Pilates is great for increasing your strength without getting an increase in muscle size. The exercises focus on your posture and alignment and when performing these movements correctly, it will result in a nicely defined body.
In my experience as a Pilates instructor I have never seen an injury caused from safely performing a Pilates exercise. In fact, many people who decide to try Pilates for the first time do so to help regain strength after injury or as a preventative measure. In the gym most people only work on the muscles that you can see on the outside of the body (the ‘big’ muscles) through weight training, sports or running. Incorporating Pilates into your training program will also get you working on your ‘little’ muscles – the ones that help with balance, core control and stabilise your body.
Your core is not just your 6-pack muscles at the front of the torso. It’s your entire mid‑section including your abdominals, obliques, lower back, diaphragm, pelvic floor and more. The best kind of core exercises switch on all of these muscles (like a plank reach) and are not just isolated to the abdominals (like a tummy crunch). Pilates movements are taught nice and slow until your form is perfected. By learning to keep your spine in the right alignment you will aid your core to work more efficiently.
Hate to break it to you ladies, but problems like bladder leakage are the real deal – especially after childbirth. It’s never too late to get into Pilates, but if children are in your future, a regular Pilates practice will help strengthen your pelvic floor muscles in preparation for childbirth and the all the “fun” that comes with it. Although Pilates exercises are low impact it’s always a good idea for new mums to see a physiotherapist who specialises in post-natal rehabilitation to advise how and when it is safe to return to regular exercise.

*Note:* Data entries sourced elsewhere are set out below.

//! `format` support: the OpenAPI-specific formats, cheap "fast" checkers for
//! common string formats, and detection of formats nothing knows how to check.

use crate::config::{FormatMode, ValidatorOptions};
use base64::Engine;
use once_cell::sync::Lazy;
use regex::Regex;
use serde_json::Value;
use std::collections::BTreeSet;

/// Formats the schema engine checks itself.
const ENGINE_FORMATS: &[&str] = &[
    "date",
    "date-time",
    "time",
    "duration",
    "email",
    "idn-email",
    "hostname",
    "idn-hostname",
    "ipv4",
    "ipv6",
    "uri",
    "uri-reference",
    "iri",
    "iri-reference",
    "uri-template",
    "uuid",
    "json-pointer",
    "relative-json-pointer",
    "regex",
];

/// Formats defined by OpenAPI itself. Numeric ones are enforced through
/// schema bounds; the rest annotate strings.
pub const OPENAPI_FORMATS: &[&str] = &["int32", "int64", "float", "double", "byte", "binary", "password"];

static DATE: Lazy<Regex> = Lazy::new(|| build(r"^\d{4}-[01]\d-[0-3]\d$"));
static TIME: Lazy<Regex> =
    Lazy::new(|| build(r"(?i)^(?:[0-2]\d:[0-5]\d:[0-5]\d|23:59:60)(?:\.\d+)?(?:z|[+-]\d{2}(?::?\d{2})?)?$"));
static DATE_TIME: Lazy<Regex> = Lazy::new(|| {
    build(r"(?i)^\d{4}-[01]\d-[0-3]\d[t\s](?:[0-2]\d:[0-5]\d:[0-5]\d|23:59:60)(?:\.\d+)?(?:z|[+-]\d{2}(?::?\d{2})?)$")
});
static URI: Lazy<Regex> = Lazy::new(|| build(r"(?i)^[a-z][a-z0-9+\-.]*:[^\s]*$"));
static EMAIL: Lazy<Regex> = Lazy::new(|| {
    build(r"(?i)^[a-z0-9.!#$%&'*+/=?^_`{|}~-]+@[a-z0-9](?:[a-z0-9-]{0,61}[a-z0-9])?(?:\.[a-z0-9](?:[a-z0-9-]{0,61}[a-z0-9])?)*$")
});
static UUID: Lazy<Regex> =
    Lazy::new(|| build(r"(?i)^(?:urn:uuid:)?[0-9a-f]{8}-(?:[0-9a-f]{4}-){3}[0-9a-f]{12}$"));

// Patterns are literals checked by the unit tests below.
#[allow(clippy::expect_used)]
fn build(pattern: &str) -> Regex {
    Regex::new(pattern).expect("format regex must compile")
}

fn is_base64(s: &str) -> bool {
    base64::engine::general_purpose::STANDARD.decode(s).is_ok()
}

fn accept_any(_: &str) -> bool {
    true
}

/// Checkers registered with the engine for the selected mode, before custom ones.
pub(crate) fn builtin_checkers(mode: FormatMode) -> Vec<(&'static str, fn(&str) -> bool)> {
    let openapi: [(&'static str, fn(&str) -> bool); 7] = [
        ("byte", is_base64),
        ("binary", accept_any),
        ("password", accept_any),
        ("float", accept_any),
        ("double", accept_any),
        ("int32", accept_any),
        ("int64", accept_any),
    ];
    let mut out = Vec::from(openapi);
    if mode == FormatMode::Fast {
        let fast: [(&'static str, fn(&str) -> bool); 6] = [
            ("date", |s| DATE.is_match(s)),
            ("time", |s| TIME.is_match(s)),
            ("date-time", |s| DATE_TIME.is_match(s)),
            ("uri", |s| URI.is_match(s)),
            ("email", |s| EMAIL.is_match(s)),
            ("uuid", |s| UUID.is_match(s)),
        ];
        out.extend(fast);
    }
    out
}

/// Every `format` name used anywhere inside `schema`.
pub(crate) fn collect_formats(schema: &Value, out: &mut BTreeSet<String>) {
    let Value::Object(obj) = schema else {
        return;
    };
    if let Some(Value::String(f)) = obj.get("format") {
        out.insert(f.clone());
    }
    for key in ["properties", "patternProperties", "$defs", "definitions", "dependentSchemas"] {
        if let Some(Value::Object(map)) = obj.get(key) {
            for sub in map.values() {
                collect_formats(sub, out);
            }
        }
    }
    for key in ["items", "additionalProperties", "not", "if", "then", "else", "contains", "propertyNames"] {
        if let Some(sub) = obj.get(key) {
            collect_formats(sub, out);
        }
    }
    for key in ["allOf", "anyOf", "oneOf", "prefixItems"] {
        if let Some(Value::Array(parts)) = obj.get(key) {
            for sub in parts {
                collect_formats(sub, out);
            }
        }
    }
}

/// Formats in `schema` that have no checker and are not allowed to be unknown.
pub(crate) fn unknown_formats(schema: &Value, options: &ValidatorOptions) -> Vec<String> {
    if options.formats == FormatMode::Off {
        return Vec::new();
    }
    let mut used = BTreeSet::new();
    collect_formats(schema, &mut used);
    used.into_iter()
        .filter(|f| {
            !ENGINE_FORMATS.contains(&f.as_str())
                && !OPENAPI_FORMATS.contains(&f.as_str())
                && !options.custom_formats.iter().any(|(name, _)| name == f)
                && !options.format_is_allowed_unknown(f)
        })
        .collect()
}
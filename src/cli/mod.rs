//! # CLI Module
//!
//! Command-line tooling for inspecting a document the way the pipeline sees it.
//!
//! ## Commands
//!
//! ### `routes`
//!
//! Print the route table in match order:
//!
//! ```bash
//! oasgate routes --spec openapi.yaml
//! ```
//!
//! ### `check`
//!
//! Build the route table, compile every validator and check handler pairing,
//! reporting the first configuration error:
//!
//! ```bash
//! oasgate check --spec openapi.yaml --config oasgate.yaml
//! ```
//!
//! ### `resolve`
//!
//! Show which operation a request would reach and its raw path parameters:
//!
//! ```bash
//! oasgate resolve --spec openapi.yaml GET /api/v1/products/42
//! ```

mod commands;


pub use commands::{run_cli, Cli, Commands};
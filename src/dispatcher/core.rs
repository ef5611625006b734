//! Handler registry and operation binding.

use crate::config::ValidatorOptions;
use crate::context::{ApiResponse, HandlerRequest};
use crate::error::ConfigError;
use crate::router::RouteTable;
use crate::spec::OperationMeta;
use futures::future::BoxFuture;
use futures::FutureExt;
use std::collections::HashMap;
use std::fmt;
use std::future::Future;
use std::sync::Arc;
use tracing::{debug, info};

pub type HandlerFuture = BoxFuture<'static, anyhow::Result<ApiResponse>>;

/// A business handler. Errors become `InternalServerError`.
pub type Handler = Arc<dyn Fn(HandlerRequest) -> HandlerFuture + Send + Sync>;

/// Wrap an async closure as a [`Handler`].
pub fn handler<F, Fut>(f: F) -> Handler
where
    F: Fn(HandlerRequest) -> Fut + Send + Sync + 'static,
    Fut: Future<Output = anyhow::Result<ApiResponse>> + Send + 'static,
{
    Arc::new(move |req| f(req).boxed())
}

/// Named handlers exported by one module, plus its `default` namespace.
#[derive(Clone, Default)]
pub struct HandlerModule {
    exports: HashMap<String, Handler>,
    default: HashMap<String, Handler>,
}

impl fmt::Debug for HandlerModule {
    fn fmt(&self, f: &mut fmt::Formatter<'_>) -> fmt::Result {
        let mut exports: Vec<&String> = self.exports.keys().collect();
        exports.sort();
        let mut default: Vec<&String> = self.default.keys().collect();
        default.sort();
        f.debug_struct("HandlerModule")
            .field("exports", &exports)
            .field("default", &default)
            .finish()
    }
}

impl HandlerModule {
    pub fn new() -> Self {
        Self::default()
    }

    #[must_use]
    pub fn export(mut self, name: &str, handler: Handler) -> Self {
        self.exports.insert(name.to_string(), handler);
        self
    }

    /// Export under the module's `default` namespace.
    #[must_use]
    pub fn default_export(mut self, name: &str, handler: Handler) -> Self {
        self.default.insert(name.to_string(), handler);
        self
    }

    /// Direct export first, then `default`.
    pub fn lookup(&self, name: &str) -> Option<&Handler> {
        self.exports.get(name).or_else(|| self.default.get(name))
    }
}

/// Handler modules keyed by module path (`<base dir>/<module>`).
#[derive(Clone, Default, Debug)]
pub struct HandlerRegistry {
    modules: HashMap<String, Arc<HandlerModule>>,
}

impl HandlerRegistry {
    pub fn new() -> Self {
        Self::default()
    }

    pub fn register(&mut self, path: &str, module: HandlerModule) {
        let path = normalize(path);
        debug!(module = %path, "Handler module registered");
        self.modules.insert(path, Arc::new(module));
    }

    #[must_use]
    pub fn with_module(mut self, path: &str, module: HandlerModule) -> Self {
        self.register(path, module);
        self
    }

    pub fn get(&self, path: &str) -> Option<&Arc<HandlerModule>> {
        self.modules.get(&normalize(path))
    }

    pub fn len(&self) -> usize {
        self.modules.len()
    }

    pub fn is_empty(&self) -> bool {
        self.modules.is_empty()
    }
}

fn normalize(path: &str) -> String {
    path.trim_start_matches("./").trim_matches('/').to_string()
}

/// `<base>/<module>`, or just `<module>` when the base is empty.
fn module_path(base: &str, module: &str) -> String {
    let module = module.trim_start_matches("./").trim_start_matches('/');
    if base.is_empty() {
        normalize(module)
    } else {
        normalize(&format!("{base}/{module}"))
    }
}

/// The `(operation id, handler module)` pair of `op`, if it names a handler.
fn binding(op: &OperationMeta) -> Result<Option<(&str, &str)>, ConfigError> {
    match (op.handler_operation_id(), op.handler_module()) {
        (None, None) => Ok(None),
        (Some(_), None) => Err(ConfigError::MissingOperationHandler {
            method: op.method.clone(),
            path: op.full_path(),
        }),
        (None, Some(_)) => Err(ConfigError::MissingOperationId {
            method: op.method.clone(),
            path: op.full_path(),
        }),
        (Some(id), Some(module)) => Ok(Some((id, module))),
    }
}

/// Handlers bound to operations, keyed by `METHOD /template`.
#[derive(Clone, Default)]
pub struct Dispatcher {
    bound: HashMap<String, Handler>,
}

impl fmt::Debug for Dispatcher {
    fn fmt(&self, f: &mut fmt::Formatter<'_>) -> fmt::Result {
        let mut ops: Vec<&String> = self.bound.keys().collect();
        ops.sort();
        f.debug_struct("Dispatcher").field("bound", &ops).finish()
    }
}

impl Dispatcher {
    /// Bind every operation in `table` that names a handler.
    ///
    /// With `operation_handlers` off this returns an empty dispatcher and every
    /// request goes to the host's `next`.
    ///
    /// # Errors
    ///
    /// - [`ConfigError::MissingOperationHandler`]: id without handler module
    /// - [`ConfigError::MissingOperationId`]: handler module without id
    /// - [`ConfigError::UnknownHandlerModule`]: module path not registered
    /// - [`ConfigError::UnresolvedHandler`]: module lacks the id
    pub fn bind(
        table: &RouteTable,
        registry: &HandlerRegistry,
        options: &ValidatorOptions,
    ) -> Result<Self, ConfigError> {
        let Some(base) = options.operation_handlers.as_deref() else {
            return Ok(Self::default());
        };

        let mut bound = HashMap::new();
        let mut modules: HashMap<String, Arc<HandlerModule>> = HashMap::new();
        for op in table.operations() {
            let Some((operation_id, module)) = binding(op)? else {
                continue;
            };

            let path = module_path(base, module);
            let resolved = match modules.get(&path) {
                Some(m) => Arc::clone(m),
                None => {
                    let m = registry
                        .get(&path)
                        .cloned()
                        .ok_or_else(|| ConfigError::UnknownHandlerModule { module: path.clone() })?;
                    modules.insert(path.clone(), Arc::clone(&m));
                    m
                }
            };
            let handler = resolved
                .lookup(operation_id)
                .cloned()
                .ok_or_else(|| ConfigError::UnresolvedHandler {
                    operation_id: operation_id.to_string(),
                    module: path.clone(),
                })?;
            debug!(operation = %op.key(), operation_id, module = %path, "Operation bound to handler");
            bound.insert(op.key(), handler);
        }

        info!(bound = bound.len(), modules = modules.len(), "Operation handlers bound");
        Ok(Self { bound })
    }

    /// Check id/module pairing for every operation without resolving modules.
    /// Returns how many operations would be bound.
    ///
    /// # Errors
    ///
    /// [`ConfigError::MissingOperationHandler`] or [`ConfigError::MissingOperationId`].
    pub fn check_bindings(table: &RouteTable) -> Result<usize, ConfigError> {
        let mut count = 0;
        for op in table.operations() {
            if binding(op)?.is_some() {
                count += 1;
            }
        }
        Ok(count)
    }

    pub fn resolve_handler(&self, operation: &OperationMeta) -> Option<Handler> {
        self.bound.get(&operation.key()).cloned()
    }

    pub fn len(&self) -> usize {
        self.bound.len()
    }

    pub fn is_empty(&self) -> bool {
        self.bound.is_empty()
    }
}
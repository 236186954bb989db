//! Room registry: pairing table for two-player match sessions
//!
//! This module owns the in-memory table of active rooms, including:
//! - Room creation with short, human-enterable join codes
//! - Membership (at most two, insertion-ordered: index 0 is the host)
//! - Per-member ready flags and ordered ready snapshots
//! - Session tokens for reconnection, retained after a member departs
//! - Empty-room reclamation and defensive whole-table removal scans
//!
//! The registry is an explicitly constructed service object owned by the
//! server's event loop; tests build as many independent instances as they
//! need.

use log::info;
use rand::distributions::Alphanumeric;
use rand::Rng;
use shared::{ConnId, ReadyState, Role, MAX_ROOM_MEMBERS, ROOM_CODE_LEN};
use std::collections::HashMap;
use std::fmt;

/// Join-code alphabet: uppercase alphanumeric only, so codes survive being
/// read out loud or typed from a phone screen.
const CODE_CHARSET: &[u8] = b"ABCDEFGHIJKLMNOPQRSTUVWXYZ0123456789";

const SESSION_TOKEN_LEN: usize = 32;

/// Room-scoped failures surfaced to the requesting connection only.
#[derive(Debug, Clone, Copy, PartialEq, Eq)]
pub enum RoomError {
    NotFound,
    Full,
    JoinFailed,
}

impl RoomError {
    /// The human-readable message relayed to the client.
    pub fn message(&self) -> &'static str {
        match self {
            RoomError::NotFound => "Room not found",
            RoomError::Full => "Room is full",
            RoomError::JoinFailed => "Failed to join room",
        }
    }
}

impl fmt::Display for RoomError {
    fn fmt(&self, f: &mut fmt::Formatter<'_>) -> fmt::Result {
        f.write_str(self.message())
    }
}

impl std::error::Error for RoomError {}

/// One seat in a room.
#[derive(Debug)]
pub struct RoomMember {
    /// Connection currently occupying the seat
    pub conn: ConnId,
    /// Opaque reconnection credential issued when the seat was taken
    pub token: String,
    /// Ready-check flag, reset on rematch
    pub ready: bool,
}

/// An active session between up to two members.
///
/// Member order is meaningful: `members[0]` is the host and is the only
/// member whose ball and score messages the relay accepts. When the host
/// departs a surviving room, the remaining member shifts to index 0 and is
/// thereby promoted.
#[derive(Debug)]
pub struct Room {
    pub code: String,
    members: Vec<RoomMember>,
    /// Tokens of departed members, kept so their connections can rejoin
    /// while the room still exists.
    orphan_tokens: Vec<String>,
}

impl Room {
    fn new(code: String) -> Self {
        Self {
            code,
            members: Vec::new(),
            orphan_tokens: Vec::new(),
        }
    }

    /// Ordered snapshot of `(connection, ready)` pairs, host first.
    pub fn ready_state(&self) -> ReadyState {
        self.members.iter().map(|m| (m.conn, m.ready)).collect()
    }

    pub fn member_conns(&self) -> Vec<ConnId> {
        self.members.iter().map(|m| m.conn).collect()
    }

    pub fn is_full(&self) -> bool {
        self.members.len() >= MAX_ROOM_MEMBERS
    }

    /// True only when the room is full and every member is ready; a lone
    /// ready member can never trigger a start.
    pub fn all_ready(&self) -> bool {
        self.is_full() && self.members.iter().all(|m| m.ready)
    }

    pub fn member_index(&self, conn: ConnId) -> Option<usize> {
        self.members.iter().position(|m| m.conn == conn)
    }

    /// Role derived from seat order.
    pub fn role_of(&self, conn: ConnId) -> Option<Role> {
        self.member_index(conn).map(|idx| match idx {
            0 => Role::Host,
            _ => Role::Guest,
        })
    }

    /// The other member of the pairing, if present.
    pub fn other_member(&self, conn: ConnId) -> Option<ConnId> {
        self.members
            .iter()
            .map(|m| m.conn)
            .find(|&other| other != conn)
    }
}

/// Result of a successful create/join/rejoin, ready to be answered to the
/// registering connection.
#[derive(Debug, Clone)]
pub struct Registration {
    pub room_id: String,
    pub session_token: String,
    pub role: Role,
    pub ready_state: ReadyState,
}

/// Result of removing a connection from its room.
#[derive(Debug, Clone)]
pub struct RoomDeparture {
    pub code: String,
    /// Members still seated after the removal; empty means the room was
    /// reclaimed.
    pub remaining: Vec<ConnId>,
    /// Snapshot after the removal, for the survivors.
    pub ready_state: ReadyState,
}

/// Table of all active rooms, keyed by join code.
///
/// Only the session handlers mutate the registry, always read-modify-write
/// within one synchronous handler invocation, so no internal locking is
/// needed.
pub struct RoomRegistry {
    rooms: HashMap<String, Room>,
}

impl RoomRegistry {
    pub fn new() -> Self {
        Self {
            rooms: HashMap::new(),
        }
    }

    /// Creates a room with the given connection as host. Always succeeds;
    /// a code collision is resolved by regenerating.
    pub fn create_room(&mut self, conn: ConnId) -> Registration {
        let code = self.generate_code();
        let token = generate_token();

        let mut room = Room::new(code.clone());
        room.members.push(RoomMember {
            conn,
            token: token.clone(),
            ready: false,
        });

        info!("Room {} created by connection {}", code, conn);

        let ready_state = room.ready_state();
        self.rooms.insert(code.clone(), room);

        Registration {
            room_id: code,
            session_token: token,
            role: Role::Host,
            ready_state,
        }
    }

    /// Seats a connection as guest in an existing room.
    pub fn join_room(&mut self, conn: ConnId, code: &str) -> Result<Registration, RoomError> {
        let room = self.rooms.get_mut(code).ok_or(RoomError::NotFound)?;

        if room.is_full() {
            return Err(RoomError::Full);
        }
        if room.member_index(conn).is_some() {
            return Err(RoomError::JoinFailed);
        }

        let token = generate_token();
        room.members.push(RoomMember {
            conn,
            token: token.clone(),
            ready: false,
        });

        info!("Connection {} joined room {}", conn, code);

        Ok(Registration {
            room_id: room.code.clone(),
            session_token: token,
            // A guest seat is never index 0 on join: the host seat exists.
            role: Role::Guest,
            ready_state: room.ready_state(),
        })
    }

    /// Re-seats a reconnecting player holding a token issued by this room.
    ///
    /// The token is consumed from the orphan list; the rejoiner is told its
    /// *current* role, which may differ from the original one if the
    /// remaining member was promoted in the meantime.
    pub fn rejoin_room(
        &mut self,
        conn: ConnId,
        code: &str,
        token: &str,
    ) -> Result<Registration, RoomError> {
        let room = self.rooms.get_mut(code).ok_or(RoomError::NotFound)?;

        if room.is_full() {
            return Err(RoomError::Full);
        }

        let slot = room
            .orphan_tokens
            .iter()
            .position(|t| t == token)
            .ok_or(RoomError::JoinFailed)?;
        room.orphan_tokens.remove(slot);

        room.members.push(RoomMember {
            conn,
            token: token.to_string(),
            ready: false,
        });

        let role = room.role_of(conn).unwrap_or(Role::Guest);
        info!(
            "Connection {} rejoined room {} as {:?}",
            conn, code, role
        );

        Ok(Registration {
            room_id: room.code.clone(),
            session_token: token.to_string(),
            role,
            ready_state: room.ready_state(),
        })
    }

    /// Flips the caller's ready flag. Returns the room for snapshotting,
    /// or None when the room or the membership does not exist.
    pub fn toggle_ready(&mut self, conn: ConnId, code: &str) -> Option<&Room> {
        let room = self.rooms.get_mut(code)?;
        let idx = room.member_index(conn)?;
        room.members[idx].ready = !room.members[idx].ready;
        Some(&*room)
    }

    /// Resets every member's ready flag, as both rematch paths require.
    pub fn reset_ready(&mut self, code: &str) -> Option<&Room> {
        let room = self.rooms.get_mut(code)?;
        for member in &mut room.members {
            member.ready = false;
        }
        Some(&*room)
    }

    /// Removes a connection from whatever room contains it.
    ///
    /// A connection belongs to at most one room, but the scan covers the
    /// whole table anyway so a stale membership can never survive a
    /// disconnect. Empty rooms are reclaimed. Returns None when the
    /// connection was in no room, which makes repeated disconnect cleanup
    /// a no-op.
    pub fn remove_conn(&mut self, conn: ConnId) -> Option<RoomDeparture> {
        let codes: Vec<String> = self
            .rooms
            .values()
            .filter(|room| room.member_index(conn).is_some())
            .map(|room| room.code.clone())
            .collect();

        let mut departure = None;
        for code in codes {
            let room = self.rooms.get_mut(&code)?;
            let idx = room.member_index(conn)?;
            let member = room.members.remove(idx);
            room.orphan_tokens.push(member.token);

            let remaining = room.member_conns();
            let ready_state = room.ready_state();

            if remaining.is_empty() {
                self.rooms.remove(&code);
                info!("Room {} reclaimed (empty)", code);
            }

            departure = Some(RoomDeparture {
                code,
                remaining,
                ready_state,
            });
        }

        departure
    }

    pub fn room(&self, code: &str) -> Option<&Room> {
        self.rooms.get(code)
    }

    /// The room a connection is currently seated in, if any.
    pub fn room_of(&self, conn: ConnId) -> Option<&Room> {
        self.rooms
            .values()
            .find(|room| room.member_index(conn).is_some())
    }

    pub fn len(&self) -> usize {
        self.rooms.len()
    }

    pub fn is_empty(&self) -> bool {
        self.rooms.is_empty()
    }

    fn generate_code(&self) -> String {
        let mut rng = rand::thread_rng();
        loop {
            let code: String = (0..ROOM_CODE_LEN)
                .map(|_| CODE_CHARSET[rng.gen_range(0..CODE_CHARSET.len())] as char)
                .collect();
            if !self.rooms.contains_key(&code) {
                return code;
            }
        }
    }
}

When I was younger my mother always said to me “shoulders back, shoulders back!” She definitely had a point – posture is often linked to all sorts of problems like back pain and headaches. Having good posture will improve your breathing and oxygenate the body more efficiently. One hour of Pilates a week won’t reverse lifelong damage of incorrect posture, but it will re-teach your body on how to hold itself and begin to minimise the impact of lengthy sitting or staring at your mobile phone.
We are at our strongest in a neutral alignment, yet most people are unable to maintain a neutral curve in their lower back. Pilates teaches you how to hold neutral, which can be incredibly beneficial in other areas of your training – particularly to develop good form when lifting weights. For example, deadlifts are one of the most popular strength movements (and my personal favourite), but can also be the most dangerous if your spine is out of alignment. I love Pilates for the ways it makes me get stronger, move better, train harder and even dance a little crazier when out on the town. What has your experience been with Pilates? Have you ever thought about doing it and giving a class a try? Just like eating broccoli for its health benefits, practicing Pilates is doing something good for your body and you will most definitely reap the rewards.